WASHINGTON – Representatives of the U.S. government and Cuba met this week in Miami to exchange information on how to combat people trafficking and prevent fraud, U.S. State Department spokesman John Kirby announced Friday.
Representatives of the two governments “met for the purpose of exchanging information and best practices related to combating human smuggling and travel document fraud,” the State Department said.
For the United States, this cooperation “is important to advancing both countries’ commitment to ensuring safe, legal, and orderly migration.”
The talks were held at a time when thousands of Cubans are traveling through Central America and Mexico en route to the United States.
In a communique, Cuba’s Foreign Ministry said the meeting went off “in an atmosphere of respect and professionalism,” and, though no concrete accord has been announced, both parties agreed on the importance of strengthening cooperation to stop the scourge of human trafficking.

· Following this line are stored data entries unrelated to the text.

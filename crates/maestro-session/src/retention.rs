use crate::store::SessionStore;
use chrono::{Duration as ChronoDuration, Utc};
use maestro_core::MaestroResult;
use std::sync::Arc;
use std::time::Duration;
use tokio::sync::watch;
use tracing::{info, warn};

/// Default retention age for terminal sessions.
pub const DEFAULT_MAX_AGE_HOURS: i64 = 24;
/// Default interval between sweeps.
pub const DEFAULT_SWEEP_INTERVAL: Duration = Duration::from_secs(60 * 60);

/// Periodic retention cleanup for the session store.
///
/// Constructed explicitly and owned by the caller; the background loop is
/// started and stopped through [`RetentionSweeper::start`] and
/// [`SweeperHandle::stop`] rather than an implicit global timer.
pub struct RetentionSweeper {
    store: Arc<dyn SessionStore>,
    max_age_hours: i64,
    interval: Duration,
}

impl RetentionSweeper {
    pub fn new(store: Arc<dyn SessionStore>) -> Self {
        Self {
            store,
            max_age_hours: DEFAULT_MAX_AGE_HOURS,
            interval: DEFAULT_SWEEP_INTERVAL,
        }
    }

    pub fn with_max_age_hours(mut self, hours: i64) -> Self {
        self.max_age_hours = hours;
        self
    }

    pub fn with_interval(mut self, interval: Duration) -> Self {
        self.interval = interval;
        self
    }

    /// Delete terminal sessions older than the retention age.
    /// Returns how many sessions were removed.
    pub async fn sweep(&self) -> MaestroResult<usize> {
        let cutoff = Utc::now() - ChronoDuration::hours(self.max_age_hours);
        let mut removed = 0;

        for id in self.store.list_ids().await? {
            let session = match self.store.get(id).await {
                Ok(Some(s)) => s,
                Ok(None) => continue,
                Err(e) => {
                    warn!(session_id = %id, error = %e, "Sweep: skipping unreadable session");
                    continue;
                }
            };
            if session.status.is_terminal() && session.updated_at < cutoff {
                self.store.delete(id).await?;
                removed += 1;
            }
        }

        if removed > 0 {
            info!(removed, "Retention sweep removed terminal sessions");
        }
        Ok(removed)
    }

    /// Spawn the sweep loop. Returns a handle whose `stop()` shuts the loop
    /// down cooperatively.
    pub fn start(self) -> SweeperHandle {
        let (shutdown_tx, mut shutdown_rx) = watch::channel(false);
        let interval = self.interval;

        let join = tokio::spawn(async move {
            let mut ticker = tokio::time::interval(interval);
            // The first tick fires immediately; skip it so startup does not
            // race session creation in tests.
            ticker.tick().await;
            loop {
                tokio::select! {
                    _ = ticker.tick() => {
                        if let Err(e) = self.sweep().await {
                            warn!(error = %e, "Retention sweep failed");
                        }
                    }
                    _ = shutdown_rx.changed() => {
                        info!("Retention sweeper stopping");
                        break;
                    }
                }
            }
        });

        SweeperHandle {
            shutdown: shutdown_tx,
            join,
        }
    }
}

/// Handle to a running sweeper loop.
pub struct SweeperHandle {
    shutdown: watch::Sender<bool>,
    join: tokio::task::JoinHandle<()>,
}

impl SweeperHandle {
    /// Signal the loop to stop and wait for it to finish.
    pub async fn stop(self) {
        let _ = self.shutdown.send(true);
        let _ = self.join.await;
    }
}

#[cfg(test)]
#[allow(clippy::unwrap_used, clippy::expect_used)]
mod tests {
    use super::*;
    use crate::session::{Session, SessionStatus};
    use crate::store::MemorySessionStore;

    #[tokio::test]
    async fn test_sweep_removes_old_terminal_sessions() {
        let store = Arc::new(MemorySessionStore::new());

        let mut old_done = Session::new("old", "user-1", false);
        old_done.status = SessionStatus::Completed;
        old_done.updated_at = Utc::now() - ChronoDuration::hours(48);
        store.create(&old_done).await.unwrap();

        let mut old_active = Session::new("still running", "user-1", false);
        old_active.updated_at = Utc::now() - ChronoDuration::hours(48);
        store.create(&old_active).await.unwrap();

        let mut fresh_done = Session::new("fresh", "user-1", false);
        fresh_done.status = SessionStatus::Failed;
        store.create(&fresh_done).await.unwrap();

        let sweeper = RetentionSweeper::new(store.clone()).with_max_age_hours(24);
        let removed = sweeper.sweep().await.unwrap();

        assert_eq!(removed, 1);
        assert!(store.get(old_done.id).await.unwrap().is_none());
        assert!(store.get(old_active.id).await.unwrap().is_some());
        assert!(store.get(fresh_done.id).await.unwrap().is_some());
    }

    #[tokio::test]
    async fn test_start_and_stop() {
        let store = Arc::new(MemorySessionStore::new());
        let sweeper = RetentionSweeper::new(store).with_interval(Duration::from_millis(10));
        let handle = sweeper.start();
        tokio::time::sleep(Duration::from_millis(30)).await;
        handle.stop().await;
    }
}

The Cuban delegation was led by the director of the Interior Ministry’s Identification, Immigration and Foreigners Department, Col. Mario Mendez Mayedo.
On the U.S. side were representatives of the Department of Homeland Security.
Officials from the DHS and other federal agencies also met Thursday with a dozen Republican members of Congress, including Sen. Marco Rubio of Florida, one of the nine people seeking the party’s 2016 presidential nomination.
In their meeting, the members of Congress asked the administration of President Barack Obama to work with them and come up with “a credible plan” for the South Florida towns that have problems dealing with the increase in Cuban immigration, state Rep. Mario Diaz-Balart said.
Officials at U.S. Customs and Border Protection told EFE this week that more than 17,000 Cuban citizens reached the United States in the last three months of 2015, almost double the arrivals registered during the same period of the year before.